# Pinion!



## Ailuropoda (Dec 15, 2010)

Solace Cycles Pinion OM-2P! My thanks to Jeff at Solace Cycles. It took a while to build because of part delays but they kept me up to date along the way, were very responsive, and built a very beautiful bike. I hate to have to cover it up with my bickpacking gear.

I've taken it on some shorter rides. Because the law says we have to compare it to the Rohloff I'll say that, tentatively, I like it better. I loved the Rohloff but it made a tangible "whirring" noise in the lower gears and I always had the subjective sensation of power loss. The Pinion is much quieter and I can't detect any sound or unpleasant sensation from it. Since I have a belt drive the setup is pretty silent anyway.

I've seen the authoritative web sites that show the Rohloff is four percent more efficient that the Pinion over their gear range and that both are less efficient than a chain and derailleur but honestly, except for the silence, it feels exactly like any bicycle. You turn the pedals and it goes forward. On the flats it is easy to pedal and go fast and on the uphill sections you have to put in some effort.

The only oddity is the twist shifter which is the source of endless IGH vs Derailleur controversy. I like twist shifters. For my application, bikepacking, they work just fine and having to "take pressure off the pedals" to shift is a skill that took me thirty seconds to learn and a minute to master. I have been on steep climbs, stalled out, and the ability to shift down while standing still is very valuable to me.

Disregard if you ride singletrack. Twist shifters work but indexed trigger shifters are much better.

The Pinion is heavy. This would be a light bike because everything is titanium, carbon, or lightweight alloy but it weighs around 28 pounds with pedals. My previous rig with XX1 cranks and GX components everywhere else, also Titanium etc, was a svelte 25 pounds. It has given me an incentive to drop some weight myself.

Just FYI:

Pinion C.12, 12-speed, 600 percent range in 17.7 percent steps.

Rear wheel is from Industry 9. The front is custom built by Wheelbuilder.com around a SON 28 Dynamo hub. Maxxis Ikon 29.2.6 tires

I have Jones Carbon Fiber Loop H bars and Jeff built it with a Niner RDO fork.

I have a Cane Creek eSilk suspension seat post. That thing is only 75 grams heavier than my Whiskey Parts Company carbon seat post.

It has Magura hydraulic brakes which I have never used before but they seem to work fine.

CDX, sprocket and chainring. I went with the stainless steel over allot for durability.


----------



## ladljon (Nov 30, 2011)

Sweet ride.....let me know if selling the Rohloff hub....have two already, need another.


----------



## borchar9 (Apr 1, 2021)

Still liking the om-2p build? Any negatives or regrets?
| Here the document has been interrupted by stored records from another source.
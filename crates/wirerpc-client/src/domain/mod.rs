//! Domain types for the correlation core.

pub mod config;
pub mod correlation;
pub mod error;
pub mod message;
pub mod pending;
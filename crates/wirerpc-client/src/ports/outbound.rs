//! Outbound ports: the two hooks the transport collaborator provides.
//!
//! The core never opens sockets or frames messages; it hands encoded text to
//! `send_raw` and expects complete inbound messages back, either pushed
//! directly into the dispatcher or pulled through a `RawMessageSource`.

use crate::domain::error::TransportError;
use async_trait::async_trait;

/// Outbound hook: delivers encoded request text to the wire.
///
/// Implementations own delivery; a returned error means the message never
/// left, and the send path rolls back any registry entry it created.
#[async_trait]
pub trait RawTransport: Send + Sync {
    /// Send one complete encoded message
    async fn send_raw(&self, text: &str) -> Result<(), TransportError>;

    /// Release underlying resources. Must be safe to call more than once.
    async fn close(&self) {}
}

/// Pull-style inbound hook for the listener loop.
///
/// Must yield exactly one complete message per call.
#[async_trait]
pub trait RawMessageSource: Send + Sync {
    /// Receive the next complete inbound message (pends until available)
    async fn receive(&self) -> Result<String, TransportError>;
}
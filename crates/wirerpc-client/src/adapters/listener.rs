//! Listener loop feeding inbound messages into the dispatcher.
//!
//! For transports that pull messages (a read loop on an I/O task) rather
//! than pushing into `handle_raw_message` directly.

use crate::domain::error::TransportError;
use crate::ports::outbound::RawMessageSource;
use crate::service::RpcClientService;
use std::sync::Arc;
use tracing::{error, warn};

/// Drives the response dispatcher from a pull-style message source
pub struct MessageListener {
    client: Arc<RpcClientService>,
    source: Arc<dyn RawMessageSource>,
}

impl MessageListener {
    pub fn new(client: Arc<RpcClientService>, source: Arc<dyn RawMessageSource>) -> Self {
        Self { client, source }
    }

    /// Run until the source closes. One dispatch per complete message.
    pub async fn run(self) {
        loop {
            match self.source.receive().await {
                Ok(text) => self.client.handle_raw_message(&text),
                Err(TransportError::Closed) => {
                    warn!("inbound message source closed, stopping listener");
                    break;
                }
                Err(e) => {
                    error!(error = %e, "error receiving inbound message");
                }
            }
        }
    }
}
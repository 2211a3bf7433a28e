//! End-to-end correlation flows over the loopback transport.

pub mod flows;
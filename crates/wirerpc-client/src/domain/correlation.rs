//! Correlation ID for request/response matching.
//!
//! Uses random UUID v4 identifiers, unique among pending calls without any
//! coordination between senders. No ordering is implied or relied upon.

use serde::{Deserialize, Serialize};
use std::fmt;
use uuid::Uuid;

/// Correlation ID linking an outbound request to its eventual response.
///
/// Rendered as the JSON-RPC `id` string on the wire.
#[derive(Debug, Clone, Copy, PartialEq, Eq, Hash, Serialize, Deserialize)]
#[serde(transparent)]
pub struct CorrelationId(Uuid);

impl CorrelationId {
    /// Generate a new random correlation ID (UUID v4)
    pub fn new() -> Self {
        Self(Uuid::new_v4())
    }

    /// Parse from string
    pub fn parse(s: &str) -> Result<Self, uuid::Error> {
        Uuid::parse_str(s).map(Self)
    }

    /// Get the underlying UUID
    pub fn as_uuid(&self) -> &Uuid {
        &self.0
    }
}

impl Default for CorrelationId {
    fn default() -> Self {
        Self::new()
    }
}

impl fmt::Display for CorrelationId {
    fn fmt(&self, f: &mut fmt::Formatter<'_>) -> fmt::Result {
        write!(f, "{}", self.0)
    }
}

impl From<Uuid> for CorrelationId {
    fn from(uuid: Uuid) -> Self {
        Self(uuid)
    }
}

impl From<CorrelationId> for Uuid {
    fn from(id: CorrelationId) -> Self {
        id.0
    }
}

impl AsRef<Uuid> for CorrelationId {
    fn as_ref(&self) -> &Uuid {
        &self.0
    }
}
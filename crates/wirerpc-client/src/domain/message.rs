//! JSON-RPC 2.0 wire model: requests, responses, parameter payloads.
//!
//! The transport only ever sees these shapes as encoded text. Requests carry
//! an `id` only when a reply is expected; notifications omit it entirely.

use crate::domain::correlation::CorrelationId;
use serde::{Deserialize, Serialize};
use serde_json::Value;
use std::fmt;

/// Protocol version string carried by every message
pub const JSONRPC_VERSION: &str = "2.0";

fn default_version() -> String {
    JSONRPC_VERSION.to_string()
}

/// Parameter payload attached to a request.
///
/// "No params" is a distinguished empty positional list (`[]`), never `null`,
/// so encoding stays uniform across all three call modes.
#[derive(Debug, Clone, PartialEq, Serialize, Deserialize)]
#[serde(untagged)]
pub enum RpcParams {
    /// Positional parameters (`[1, 2]`)
    Positional(Vec<Value>),
    /// Named parameters (`{"a": 1, "b": 2}`)
    Named(serde_json::Map<String, Value>),
}

impl RpcParams {
    /// The distinguished empty payload
    pub fn none() -> Self {
        Self::Positional(Vec::new())
    }

    /// Positional parameters from a list of values
    pub fn positional(values: Vec<Value>) -> Self {
        Self::Positional(values)
    }

    /// Named parameters from a JSON object map
    pub fn named(map: serde_json::Map<String, Value>) -> Self {
        Self::Named(map)
    }

    /// True for the empty payload
    pub fn is_empty(&self) -> bool {
        match self {
            Self::Positional(v) => v.is_empty(),
            Self::Named(m) => m.is_empty(),
        }
    }
}

impl Default for RpcParams {
    fn default() -> Self {
        Self::none()
    }
}

/// Outbound JSON-RPC request
#[derive(Debug, Clone, Serialize, Deserialize)]
pub struct RpcRequest {
    /// Protocol version, always "2.0"
    #[serde(default = "default_version")]
    pub jsonrpc: String,
    /// Method name
    pub method: String,
    /// Parameter payload
    #[serde(default)]
    pub params: RpcParams,
    /// Correlation ID; present only when a reply is expected
    #[serde(default, skip_serializing_if = "Option::is_none")]
    pub id: Option<CorrelationId>,
}

impl RpcRequest {
    /// Build a notification: no id, no reply expected
    pub fn notification(method: impl Into<String>, params: RpcParams) -> Self {
        Self {
            jsonrpc: default_version(),
            method: method.into(),
            params,
            id: None,
        }
    }

    /// Build a correlated request expecting a reply
    pub fn call(id: CorrelationId, method: impl Into<String>, params: RpcParams) -> Self {
        Self {
            jsonrpc: default_version(),
            method: method.into(),
            params,
            id: Some(id),
        }
    }

    /// Encode to wire text
    pub fn to_json(&self) -> Result<String, serde_json::Error> {
        serde_json::to_string(self)
    }
}

/// Inbound JSON-RPC response
#[derive(Debug, Clone, Serialize, Deserialize)]
pub struct RpcResponse {
    /// Protocol version
    #[serde(default = "default_version")]
    pub jsonrpc: String,
    /// Correlation ID of the request this answers, if any
    #[serde(default, skip_serializing_if = "Option::is_none")]
    pub id: Option<CorrelationId>,
    /// Result payload on success
    #[serde(default, skip_serializing_if = "Option::is_none")]
    pub result: Option<Value>,
    /// Error descriptor on failure
    #[serde(default, skip_serializing_if = "Option::is_none")]
    pub error: Option<RpcErrorObject>,
}

impl RpcResponse {
    /// Build a success response (test and loopback use)
    pub fn success(id: CorrelationId, result: Value) -> Self {
        Self {
            jsonrpc: default_version(),
            id: Some(id),
            result: Some(result),
            error: None,
        }
    }

    /// Build an error response
    pub fn failure(id: Option<CorrelationId>, error: RpcErrorObject) -> Self {
        Self {
            jsonrpc: default_version(),
            id,
            result: None,
            error: Some(error),
        }
    }

    /// Decode from wire text
    pub fn from_json(text: &str) -> Result<Self, serde_json::Error> {
        serde_json::from_str(text)
    }

    /// Encode to wire text
    pub fn to_json(&self) -> Result<String, serde_json::Error> {
        serde_json::to_string(self)
    }

    /// True when the response carries an error descriptor
    pub fn is_error(&self) -> bool {
        self.error.is_some()
    }

    /// Split into the application-level outcome
    pub fn into_result(self) -> Result<Value, RpcErrorObject> {
        match self.error {
            Some(error) => Err(error),
            None => Ok(self.result.unwrap_or(Value::Null)),
        }
    }
}

/// JSON-RPC error descriptor carried inside a response
#[derive(Debug, Clone, PartialEq, Serialize, Deserialize)]
pub struct RpcErrorObject {
    /// JSON-RPC error code
    pub code: i32,
    /// Human-readable message
    pub message: String,
    /// Optional additional data
    #[serde(default, skip_serializing_if = "Option::is_none")]
    pub data: Option<Value>,
}

impl RpcErrorObject {
    /// Create a new error descriptor
    pub fn new(code: i32, message: impl Into<String>) -> Self {
        Self {
            code,
            message: message.into(),
            data: None,
        }
    }

    /// Create an error descriptor with additional data
    pub fn with_data(code: i32, message: impl Into<String>, data: Value) -> Self {
        Self {
            code,
            message: message.into(),
            data: Some(data),
        }
    }
}

impl fmt::Display for RpcErrorObject {
    fn fmt(&self, f: &mut fmt::Formatter<'_>) -> fmt::Result {
        write!(f, "[{}] {}", self.code, self.message)
    }
}

impl std::error::Error for RpcErrorObject {}
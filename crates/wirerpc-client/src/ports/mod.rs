//! Port traits at the boundary of the correlation core.

pub mod inbound;
pub mod outbound;
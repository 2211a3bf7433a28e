//! Inbound port: the client-facing capability surface.

use crate::domain::correlation::CorrelationId;
use crate::domain::error::ClientError;
use crate::domain::message::{RpcParams, RpcResponse};
use crate::domain::pending::ResponseHandler;
use async_trait::async_trait;
use std::time::Duration;

/// Capability interface for issuing RPC calls.
///
/// Split from the engine so callers can depend on the capability alone;
/// `RpcClientService` provides the reusable correlation logic behind it.
#[async_trait]
pub trait RpcClientApi: Send + Sync {
    /// Fire-and-forget notification: no id, no reply, never waits
    async fn notify(&self, method: &str, params: RpcParams) -> Result<(), ClientError>;

    /// Correlated call, suspending until the response or the default deadline
    async fn call(&self, method: &str, params: RpcParams) -> Result<RpcResponse, ClientError>;

    /// Correlated call with an explicit deadline
    async fn call_with_timeout(
        &self,
        method: &str,
        params: RpcParams,
        timeout: Duration,
    ) -> Result<RpcResponse, ClientError>;

    /// Correlated call completing through `callback` on the dispatcher's
    /// execution context; returns as soon as the request is sent
    async fn call_async(
        &self,
        method: &str,
        params: RpcParams,
        callback: ResponseHandler,
    ) -> Result<CorrelationId, ClientError>;

    /// Abandon all pending calls and release the transport. Idempotent.
    async fn close(&self);
}
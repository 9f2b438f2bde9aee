//! Namespace engine
//!
//! [`FileSystem`] is the public surface: create directories and files by
//! path, list directories, and look entities up by id. It holds no state of
//! its own beyond a handle to the entity store.

use crate::config::{StorageBackend, TreefsConfig};
use crate::entity::{DirEntry, Entity, EntityKind, NewEntity};
use crate::error::{NamespaceError, NamespaceResult, StorageError};
use crate::path::{NamespacePath, Resolver};
use crate::store::{EntityStore, MemoryEntityStore, SledEntityStore};
use crate::types::EntityId;
use std::sync::Arc;

/// Path-addressed namespace over an [`EntityStore`].
///
/// Cloning is cheap and clones share the same store.
#[derive(Clone)]
pub struct FileSystem {
    store: Arc<dyn EntityStore>,
}

impl FileSystem {
    /// Open the namespace described by `config`.
    pub fn open(config: &TreefsConfig) -> NamespaceResult<Self> {
        let store: Arc<dyn EntityStore> = match config.storage.backend {
            StorageBackend::Memory => Arc::new(MemoryEntityStore::new()),
            StorageBackend::Sled => {
                let path = config.storage.resolve_path()?;
                Arc::new(SledEntityStore::open(&path, &config.storage)?)
            }
        };
        Ok(Self::with_store(store))
    }

    /// A namespace that lives only as long as the process.
    pub fn in_memory() -> Self {
        Self::with_store(Arc::new(MemoryEntityStore::new()))
    }

    /// Wrap an already-opened store; stores create their root on construction.
    pub fn with_store(store: Arc<dyn EntityStore>) -> Self {
        Self { store }
    }

    /// Create a directory. Every ancestor must already exist.
    pub fn create_directory(&self, path: &str) -> NamespaceResult<EntityId> {
        self.create(path, EntityKind::Directory, None)
    }

    /// Create a file carrying `content`. Every ancestor must already exist.
    pub fn create_file(&self, path: &str, content: impl AsRef<[u8]>) -> NamespaceResult<EntityId> {
        self.create(path, EntityKind::File, Some(content.as_ref().to_vec()))
    }

    fn create(
        &self,
        raw: &str,
        kind: EntityKind,
        content: Option<Vec<u8>>,
    ) -> NamespaceResult<EntityId> {
        let path = NamespacePath::parse(raw)?;
        let (parent, name) = Resolver::new(self.store.as_ref()).resolve_parent(&path)?;

        // Fast path; the store re-checks atomically inside insert.
        if self
            .store
            .get_by_parent_and_name(parent.id, &name)?
            .is_some()
        {
            return Err(NamespaceError::AlreadyExists(path.to_string()));
        }

        let entity = NewEntity::new(parent.id, name, kind, content)?;
        let id = self
            .store
            .insert(entity)
            .map_err(|e| insert_error(e, &path))?;
        tracing::debug!(path = %path, id, kind = ?kind, "Created entity");
        Ok(id)
    }

    /// List the children of a directory, ordered by name.
    pub fn list(&self, path: &str) -> NamespaceResult<Vec<DirEntry>> {
        let path = NamespacePath::parse(path)?;
        let entity = Resolver::new(self.store.as_ref()).resolve(&path)?;
        if !entity.is_directory() {
            return Err(NamespaceError::NotADirectory(path.to_string()));
        }
        let entries: Vec<DirEntry> = self
            .store
            .get_children(entity.id)?
            .iter()
            .map(Entity::descriptor)
            .collect();
        tracing::debug!(path = %path, count = entries.len(), "Listed directory");
        Ok(entries)
    }

    /// Direct id lookup, bypassing path resolution.
    pub fn get_by_id(&self, id: EntityId) -> NamespaceResult<Entity> {
        self.store
            .get_by_id(id)?
            .ok_or(NamespaceError::NotFound(id))
    }

    /// Resolve `path` to its entity.
    pub fn stat(&self, path: &str) -> NamespaceResult<Entity> {
        let path = NamespacePath::parse(path)?;
        Resolver::new(self.store.as_ref()).resolve(&path)
    }

    /// Whether `path` names an entity. Malformed paths and paths through
    /// files are errors, not `false`.
    pub fn exists(&self, path: &str) -> NamespaceResult<bool> {
        match self.stat(path) {
            Ok(_) => Ok(true),
            Err(NamespaceError::PathNotFound { .. }) => Ok(false),
            Err(e) => Err(e),
        }
    }

    /// Content of the file at `path`.
    pub fn read_file(&self, path: &str) -> NamespaceResult<Vec<u8>> {
        let entity = self.stat(path)?;
        match entity.kind {
            EntityKind::Directory => Err(NamespaceError::IsADirectory(
                NamespacePath::parse(path)?.to_string(),
            )),
            EntityKind::File => Ok(entity.content.unwrap_or_default()),
        }
    }

    /// The namespace is append-only.
    pub fn remove(&self, _path: &str) -> NamespaceResult<()> {
        Err(NamespaceError::Unsupported("remove"))
    }

    /// Overwriting file content is not supported.
    pub fn write_file(&self, _path: &str, _content: impl AsRef<[u8]>) -> NamespaceResult<()> {
        Err(NamespaceError::Unsupported("write_file"))
    }

    pub fn rename(&self, _from: &str, _to: &str) -> NamespaceResult<()> {
        Err(NamespaceError::Unsupported("rename"))
    }

    /// Force buffered writes to disk (see `Durability::Deferred`).
    pub fn flush(&self) -> NamespaceResult<()> {
        Ok(self.store.flush()?)
    }

    /// Number of entities in the namespace, root included.
    pub fn entity_count(&self) -> NamespaceResult<usize> {
        Ok(self.store.entity_count()?)
    }
}

/// Map gateway failures from an insert onto the path that was requested.
fn insert_error(err: StorageError, path: &NamespacePath) -> NamespaceError {
    match err {
        StorageError::DuplicateSibling { .. } => NamespaceError::AlreadyExists(path.to_string()),
        StorageError::NotDurable { id, reason } => NamespaceError::NotDurable {
            path: path.to_string(),
            id,
            reason,
        },
        StorageError::ParentNotDirectory(_) => NamespaceError::NotADirectory(
            path.parent().unwrap_or_else(NamespacePath::root).to_string(),
        ),
        StorageError::ParentNotFound(_) => NamespaceError::PathNotFound {
            path: path.to_string(),
            segment: path
                .parent()
                .and_then(|p| p.basename().map(str::to_string))
                .unwrap_or_default(),
        },
        other => other.into(),
    }
}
I'm heavily considering ordering the same bike


----------



## kevb (Jun 4, 2021)

Ailuropoda said:


> Solace Cycles Pinion OM-2P! My thanks to Jeff at Solace Cycles. It took a while to build because of part delays but they kept me up to date along the way, were very responsive, and built a very beautiful bike. I hate to have to cover it up with my bickpacking gear.
> 
> I've taken it on some shorter rides. Because the law says we have to compare it to the Rohloff I'll say that, tentatively, I like it better. I loved the Rohloff but it made a tangible "whirring" noise in the lower gears and I always had the subjective sensation of power loss. The Pinion is much quieter and I can't detect any sound or unpleasant sensation from it. Since I have a belt drive the setup is pretty silent anyway.
> 
> ...


Hello: I saw your post regarding your Solace OM-2P and think it looks fantastic and am looking for a very similar bike. Presently I am riding a steel Jones complete 29Plus LWB. It's super capable but very, very heavy when loaded up even for a day's riding. Any thoughts on your Solace and the Pinion? Do the Jones bars work well with the Solace geometry? Thanks!


----------



## Pedalpower207 (Jan 5, 2022)

Have you ever regretted having a rigid fork with your OM-2P?


----------



## Ailuropoda (Dec 15, 2010)

Pedalpower207 said:


> Have you ever regretted having a rigid fork with your OM-2P?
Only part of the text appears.